Ветер рвал с такой силой, что казалось, вот-вот сбросит нас…
Но вот приближаемся к самой вершине; остаются минуты, и мы там.
Терпению настает конец, и я решаюсь идти без помощи ступеней, на одних кошках, которые, кстати сказать, несмотря на свое заграничное происхождение, никуда не годятся.
В 1 час 20 минут мы стояли на вершине».
Это было 9 августа 1910 года.
Миновал год.
31 июля 1911 года Сергей Миронович поднялся еще выше, на вершину Эльбруса — с конторщиком Лучковым и проводником Сеидом Хаджиевым. Спортивное событие было настолько значительным, что в путеводителях по Кавказу с тех пор неизменно упоминалось имя Миронова. Упоминалось это имя и в ежегоднике, в бюллетенях Русского горного общества.
Вышло так, можно сказать, что с ослепительно светлых высот Эльбруса низринулся Сергей Миронович в темницу.

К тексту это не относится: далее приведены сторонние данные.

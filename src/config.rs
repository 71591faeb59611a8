//! Configuration file loading.

use std::fs;
use std::path::{Path, PathBuf};

use serde::{Deserialize, Serialize};
use thiserror::Error;
use tracing::debug;

use harness_eventloop::{BridgeConfig, BridgeError};
use harness_fswatch::WatchConfig;

/// Errors raised while loading the configuration file.
#[derive(Debug, Error)]
pub(crate) enum ConfigError {
    #[error("Failed to read {path}: {source}")]
    Io {
        path: PathBuf,
        #[source]
        source: std::io::Error,
    },

    #[error("Failed to parse {path}: {source}")]
    Parse {
        path: PathBuf,
        #[source]
        source: toml::de::Error,
    },

    #[error("Invalid configuration: {0}")]
    Invalid(#[from] BridgeError),
}

/// Top-level configuration file.
#[derive(Debug, Clone, Default, Serialize, Deserialize)]
pub(crate) struct HarnessConfig {
    #[serde(default)]
    pub bridge: BridgeConfig,

    #[serde(default)]
    pub watch: WatchConfig,
}

impl HarnessConfig {
    /// Load from `path`, or from the default location when `None`.
    ///
    /// A missing file yields the defaults.
    pub fn load(path: Option<&Path>) -> Result<Self, ConfigError> {
        let path = match path {
            Some(path) => path.to_path_buf(),
            None => default_config_path(),
        };

        if !path.exists() {
            debug!("Config: {} not found, using defaults", path.display());
            return Ok(Self::default());
        }

        let content = fs::read_to_string(&path).map_err(|source| ConfigError::Io {
            path: path.clone(),
            source,
        })?;
        let config = Self::load_str(&content).map_err(|e| match e {
            ConfigError::Parse { source, .. } => ConfigError::Parse { path, source },
            other => other,
        })?;
        Ok(config)
    }

    /// Parse and validate configuration text.
    pub fn load_str(content: &str) -> Result<Self, ConfigError> {
        let config: Self = toml::from_str(content).map_err(|source| ConfigError::Parse {
            path: PathBuf::new(),
            source,
        })?;
        config.bridge.validate()?;
        Ok(config)
    }
}

/// Get the .harness directory path.
pub(crate) fn harness_dir() -> PathBuf {
    dirs::home_dir()
        .map(|h| h.join(".harness"))
        .unwrap_or_else(|| PathBuf::from(".harness"))
}

fn default_config_path() -> PathBuf {
    harness_dir().join("config.toml")
}
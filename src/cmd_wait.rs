//! `harness wait-readable`: one descriptor through the select thread.

use std::os::fd::RawFd;
use std::sync::Arc;
use std::time::{Duration, Instant};

use parking_lot::{Condvar, Mutex};
use tracing::{debug, info};

use harness_eventloop::{
    BridgeMetrics, HostWaker, PollDescriptor, PollStart, SelectWorker, SystemPoll, POLL_IN,
};

use crate::config::HarnessConfig;

/// Stands in for a host loop: the select thread signals it when the
/// blocking poll completes.
#[derive(Default)]
struct ParkedWaker {
    signalled: Mutex<bool>,
    cond: Condvar,
}

impl HostWaker for ParkedWaker {
    fn wake_up(&self) {
        *self.signalled.lock() = true;
        self.cond.notify_all();
    }
}

impl ParkedWaker {
    /// Block until signalled or `deadline` passes. Returns whether signalled.
    fn wait(&self, deadline: Option<Instant>) -> bool {
        let mut signalled = self.signalled.lock();
        while !*signalled {
            match deadline {
                Some(deadline) => {
                    if self.cond.wait_until(&mut signalled, deadline).timed_out() {
                        break;
                    }
                }
                None => self.cond.wait(&mut signalled),
            }
        }
        *signalled
    }
}

/// Wait for `fd` to become readable. Returns the ready count.
pub(crate) fn wait_readable(
    config: &HarnessConfig,
    fd: RawFd,
    timeout_ms: i32,
) -> Result<usize, Box<dyn std::error::Error>> {
    config.bridge.validate()?;

    let waker = Arc::new(ParkedWaker::default());
    let metrics = Arc::new(BridgeMetrics::new());
    let worker = SelectWorker::new(
        Arc::new(SystemPoll),
        waker.clone(),
        &config.bridge,
        metrics.clone(),
    );

    let mut fds = [PollDescriptor::new(fd, POLL_IN)];
    let ready = match worker.start_poll(&mut fds, timeout_ms) {
        PollStart::Ready(ready) => {
            debug!("wait-readable: Probe found {} ready", ready);
            ready
        }
        PollStart::Pending => {
            let deadline = u64::try_from(timeout_ms)
                .ok()
                .map(|ms| Instant::now() + Duration::from_millis(ms));
            if waker.wait(deadline) {
                worker.collect_poll(&mut fds)
            } else {
                debug!("wait-readable: Timed out after {}ms", timeout_ms);
                0
            }
        }
    };

    let snapshot = metrics.snapshot();
    debug!(
        "wait-readable: sync_probes={} async_polls={} worker_polls={}",
        snapshot.sync_probes, snapshot.async_polls, snapshot.worker_polls
    );
    info!(
        "wait-readable: fd {} ready={} revents={:#x}",
        fd, ready, fds[0].revents
    );
    Ok(ready)
}
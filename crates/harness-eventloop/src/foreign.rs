//! The foreign main context and the adapter the bridge drives it through.

use std::sync::Arc;

use tracing::trace;

use crate::poll::{PollFunc, SystemPoll};
use crate::poll_set::{PollDescriptor, PollSet};

/// Priority for urgent foreign sources.
pub const PRIORITY_HIGH: i32 = -100;
/// Default foreign source priority; host loop activity counts as this.
pub const PRIORITY_DEFAULT: i32 = 0;
/// Priority for high-priority idle sources.
pub const PRIORITY_HIGH_IDLE: i32 = 100;
/// Default idle priority.
pub const PRIORITY_DEFAULT_IDLE: i32 = 200;
/// Priority for very low priority background sources.
pub const PRIORITY_LOW: i32 = 300;

/// Result of a foreign `query` stage.
#[derive(Debug, Clone, Copy, PartialEq, Eq)]
pub struct QueryResult {
    /// Number of descriptors the context needs polled. May exceed the
    /// buffer it was given, in which case nothing useful was written.
    pub n_fds: usize,
    /// Milliseconds until the context next needs attention; negative means
    /// no timeout.
    pub timeout_ms: i32,
}

/// A priority-ordered, descriptor-pollable main context with discrete
/// prepare/query/check/dispatch stages.
///
/// All calls are made from the main thread. `dispatch` may re-enter the
/// bridge.
pub trait ForeignContext {
    /// Try to become the owner of the context. Non-blocking.
    fn acquire(&self) -> bool;

    /// Give up ownership obtained with `acquire`.
    fn release(&self);

    /// Start an iteration. Returns the priority of the most urgent ready
    /// source, or `i32::MAX` when none is ready.
    fn prepare(&self) -> i32;

    /// Fill `fds` with the descriptors to poll for sources at or above
    /// `max_priority`. Idempotent without an intervening `dispatch`.
    fn query(&self, max_priority: i32, fds: &mut [PollDescriptor]) -> QueryResult;

    /// Given poll results, report whether any source is ready to dispatch.
    fn check(&self, max_priority: i32, fds: &[PollDescriptor]) -> bool;

    /// Run all ready callbacks.
    fn dispatch(&self);

    /// The context's default blocking-poll primitive.
    fn poll_func(&self) -> Arc<dyn PollFunc> {
        Arc::new(SystemPoll)
    }
}

/// Wraps a [`ForeignContext`] with the buffer management the bridge needs.
pub struct ForeignLoopAdapter {
    context: Box<dyn ForeignContext>,
    poll_func: Arc<dyn PollFunc>,
}

impl ForeignLoopAdapter {
    /// Wrap a context, polling with its own default primitive.
    pub fn new(context: Box<dyn ForeignContext>) -> Self {
        let poll_func = context.poll_func();
        Self { context, poll_func }
    }

    /// Wrap a context with a replacement poll primitive.
    pub fn with_poll_func(context: Box<dyn ForeignContext>, poll_func: Arc<dyn PollFunc>) -> Self {
        Self { context, poll_func }
    }

    /// The poll primitive, shareable with the select thread.
    pub fn poll_func(&self) -> Arc<dyn PollFunc> {
        self.poll_func.clone()
    }

    pub fn acquire(&self) -> bool {
        self.context.acquire()
    }

    pub fn release(&self) {
        self.context.release()
    }

    pub fn prepare(&self) -> i32 {
        self.context.prepare()
    }

    /// Query into `set`, growing it until the context's descriptors fit.
    ///
    /// Returns the context's timeout in milliseconds.
    pub fn query(&self, max_priority: i32, set: &mut PollSet) -> i32 {
        loop {
            let result = self.context.query(max_priority, set.buffer_mut());
            if result.n_fds <= set.capacity() {
                set.set_len(result.n_fds);
                return result.timeout_ms;
            }
            trace!(
                "ForeignLoopAdapter: growing poll buffer {} -> {}",
                set.capacity(),
                result.n_fds
            );
            set.grow_to(result.n_fds);
        }
    }

    pub fn check(&self, max_priority: i32, set: &PollSet) -> bool {
        self.context.check(max_priority, set.as_slice())
    }

    pub fn dispatch(&self) {
        self.context.dispatch()
    }

    /// Run the default poll primitive over `fds`.
    pub fn default_poll(&self, fds: &mut [PollDescriptor], timeout_ms: i32) -> i32 {
        self.poll_func.poll(fds, timeout_ms)
    }
}
//! # Harness Event Loop
//!
//! Runs a priority-ordered, descriptor-pollable main context (GLib style:
//! prepare, query, check, dispatch) inside an observer-driven host run loop
//! (CFRunLoop style) on one main thread, without porting either loop's
//! sources to the other.
//!
//! ## Architecture
//!
//! ```text
//! ┌───────────────────────────────────────────────────────────────────────┐
//! │                         Host run loop (main thread)                   │
//! │  Entry → BeforeTimers → BeforeSources → BeforeWaiting ┄┄ sleep ┄┄     │
//! │                                   │            │       AfterWaiting → │
//! │                                   │            │            │    Exit │
//! └───────────────────────────────────┼────────────┼────────────┼─────────┘
//!                                     │ observer   │            │
//! ┌───────────────────────────────────▼────────────▼────────────▼─────────┐
//! │  LoopBridge                                                           │
//! │    prepare/query/probe     start_poll ──────┐   collect/check/dispatch│
//! └──────────────┬──────────────────────────────┼─────────────────────────┘
//!                │                              │ PollSet (copied)
//! ┌──────────────▼───────────────┐   ┌──────────▼────────────────────────┐
//! │  ForeignLoopAdapter          │   │  SelectWorker (select thread)     │
//! │    ForeignContext + PollSet  │   │    blocking poll + wakeup pipe    │
//! └──────────────────────────────┘   │    wakes host loop on completion  │
//!                                    └───────────────────────────────────┘
//! ```
//!
//! ## Key Components
//!
//! - [`LoopBridge`]: Phase observer driving the foreign context
//! - [`SelectWorker`]: Background thread for blocking polls
//! - [`ForeignLoopAdapter`]: Foreign stages plus query buffer growth
//! - [`PollSet`]: Descriptor buffer exchanged with the foreign context
//! - [`HostLoop`] / [`ForeignContext`]: The two collaborator traits
//!
//! ## Example
//!
//! ```rust,no_run
//! use std::rc::Rc;
//! use harness_eventloop::{BridgeConfig, ForeignContext, HostLoop, LoopBridge};
//!
//! fn attach(host: Rc<dyn HostLoop>, context: Box<dyn ForeignContext>) {
//!     let _bridge = LoopBridge::builder()
//!         .config(BridgeConfig::default())
//!         .install(host, context)
//!         .expect("valid config");
//!     // Keep the bridge alive for as long as the host loop runs.
//! }
//! ```

pub mod bridge;
pub mod config;
pub mod error;
pub mod foreign;
pub mod host;
pub mod metrics;
pub mod observer;
pub mod phase;
pub mod poll;
pub mod poll_set;
pub mod select_worker;
pub mod wakeup;

// Re-exports
pub use bridge::{LoopBridge, LoopBridgeBuilder};
pub use config::BridgeConfig;
pub use error::{BridgeError, BridgeResult};
pub use foreign::{
    ForeignContext, ForeignLoopAdapter, QueryResult, PRIORITY_DEFAULT, PRIORITY_DEFAULT_IDLE,
    PRIORITY_HIGH, PRIORITY_HIGH_IDLE, PRIORITY_LOW,
};
pub use host::{HostLoop, HostWaker, TimerToken};
pub use metrics::{BridgeMetrics, MetricsSnapshot};
pub use observer::RunLoopObserver;
pub use phase::RunLoopPhase;
pub use poll::{PollFunc, SystemPoll};
pub use poll_set::{
    requests_equal, PollDescriptor, PollSet, DEFAULT_POLL_CAPACITY, POLL_ERR, POLL_HUP, POLL_IN,
    POLL_NVAL, POLL_OUT, POLL_PRI,
};
pub use select_worker::{
    PollStart, SelectThreadState, SelectWorker, StdThreadSpawner, ThreadSpawner,
};
pub use wakeup::WakeupPipe;
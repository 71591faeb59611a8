//! Run loop observer definitions.
//!
//! Observers are notified at specific phases of the host run loop,
//! similar to CFRunLoopObserver.

use crate::phase::RunLoopPhase;

/// Run loop observer trait.
///
/// Called on the host loop's thread, once per observed phase.
pub trait RunLoopObserver {
    /// Get the activity mask (which phases to observe).
    /// Use RunLoopPhase::ALL to observe all phases.
    fn activities(&self) -> u32 {
        RunLoopPhase::ALL
    }

    /// Called when the observed phase is triggered.
    fn on_phase(&self, phase: RunLoopPhase);
}
//! Error types for the event loop bridge.

use thiserror::Error;

/// Errors that can occur while setting up the bridge machinery.
///
/// None of these surface from the phase handlers themselves; they are
/// logged and the bridge degrades to the synchronous probe path.
#[derive(Debug, Error)]
pub enum BridgeError {
    /// Creating or configuring the select thread wakeup pipe failed.
    #[error("Wakeup pipe error: {0}")]
    WakeupPipe(#[from] nix::Error),

    /// Spawning the select thread failed.
    #[error("Failed to spawn select thread: {0}")]
    Spawn(#[source] std::io::Error),

    /// I/O error.
    #[error("I/O error: {0}")]
    Io(#[from] std::io::Error),

    /// Configuration error.
    #[error("Configuration error: {0}")]
    Config(String),
}

/// Result type for bridge operations.
pub type BridgeResult<T> = Result<T, BridgeError>;
//! Harness - host run loop / foreign main context bridge
//!
//! Command line entry point exercising the select thread and the
//! filesystem watcher.

mod cli;
mod cmd_wait;
mod cmd_watch;
mod config;

use std::path::Path;

use clap::Parser;
use tracing::debug;
use tracing_appender::rolling::{RollingFileAppender, Rotation};
use tracing_subscriber::{fmt, layer::SubscriberExt, util::SubscriberInitExt, EnvFilter, Layer};

use crate::cli::{Cli, Commands};
use crate::config::HarnessConfig;

/// Initialize tracing with console output and, when `log_dir` is given,
/// daily-rotated log files.
fn init_tracing(verbose: bool, log_dir: Option<&Path>) -> Result<(), Box<dyn std::error::Error>> {
    let default_level = if verbose { "debug" } else { "info" };
    let env_filter =
        EnvFilter::try_from_default_env().unwrap_or_else(|_| EnvFilter::new(default_level));

    let file_layer = match log_dir {
        Some(log_dir) => {
            std::fs::create_dir_all(log_dir)?;
            let file_appender = RollingFileAppender::builder()
                .rotation(Rotation::DAILY)
                .filename_prefix("harness")
                .filename_suffix("log")
                .max_log_files(30)
                .build(log_dir)?;

            let (non_blocking, guard) = tracing_appender::non_blocking(file_appender);

            // Flushes buffered lines on exit.
            static GUARD: std::sync::OnceLock<tracing_appender::non_blocking::WorkerGuard> =
                std::sync::OnceLock::new();
            let _ = GUARD.set(guard);

            Some(fmt::layer().with_writer(non_blocking).with_ansi(false).boxed())
        }
        None => None,
    };

    tracing_subscriber::registry()
        .with(env_filter)
        .with(fmt::layer().with_target(true).with_ansi(true))
        .with(file_layer)
        .init();

    Ok(())
}

fn main() -> Result<(), Box<dyn std::error::Error>> {
    let cli = Cli::parse();

    init_tracing(cli.verbose, cli.log_dir.as_deref())?;

    let config = HarnessConfig::load(cli.config.as_deref())?;
    debug!("Loaded configuration: {:?}", config);

    match cli.command {
        Commands::Watch { paths, types } => cmd_watch::watch(&config, &paths, &types)?,
        Commands::WaitReadable { fd, timeout_ms } => {
            let ready = cmd_wait::wait_readable(&config, fd, timeout_ms)?;
            println!("{}", ready);
        }
    }

    Ok(())
}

31 августа, утром, в редакцию «Терека» понабились жандармы.
— Кто из вас Костриков Сергей Миронович?
— Я.
Обшарили все ящики всех письменных столов. Сергея Мироновича увели.
В тот день исчез заведующий редакцией Александр Александрович Лукашевич, журналист, давно разыскиваемый петербургской жандармерией. Опасаясь, как бы не добрались и до него, он перекочевал в Екатеринодар, где Казаров основал вторую свою газету.
Затем исчез и конторщик Павел Григорьевич Лучков, потому что был вовсе не Павлом Григорьевичем Лучковым, а заочно осужденным военным моряком Иваном Спиридоновичем Моторным. В 1905 году он, машинист эскадренного броненосца «Георгий Победоносец», настойчиво звал товарищей по экипажу присоединиться к восставшему броненосцу «Потемкин».
Лучков-Моторный уже несколько лет втайне любил Марию Львовну, а она отвечала лишь дружбой. В некотором смысле он оказался пророком. Вскоре после того, как Миронов поступил в редакцию, Лучков огорошил однажды Марию Львовну:
— Даю голову на отсечение, что вы выйдете за Сергея Мироновича.
— Никогда, — возразила Мария Львовна, еще вполне равнодушная к корреспонденту Миронову, как равнодушен был и он к ней.
— Попомните мое слово.
Лучков-Моторный дал знать о себе лишь в дни похорон Кирова:
«Простите, дорогая Мария Львовна, что я спустя двадцать лет после нашей тяжелой и радостной в воспоминаниях встречи с вами и Миронычем, встречи, унесшей с собой частицу и моего бытия, — по такому ужасному случаю пишу Вам.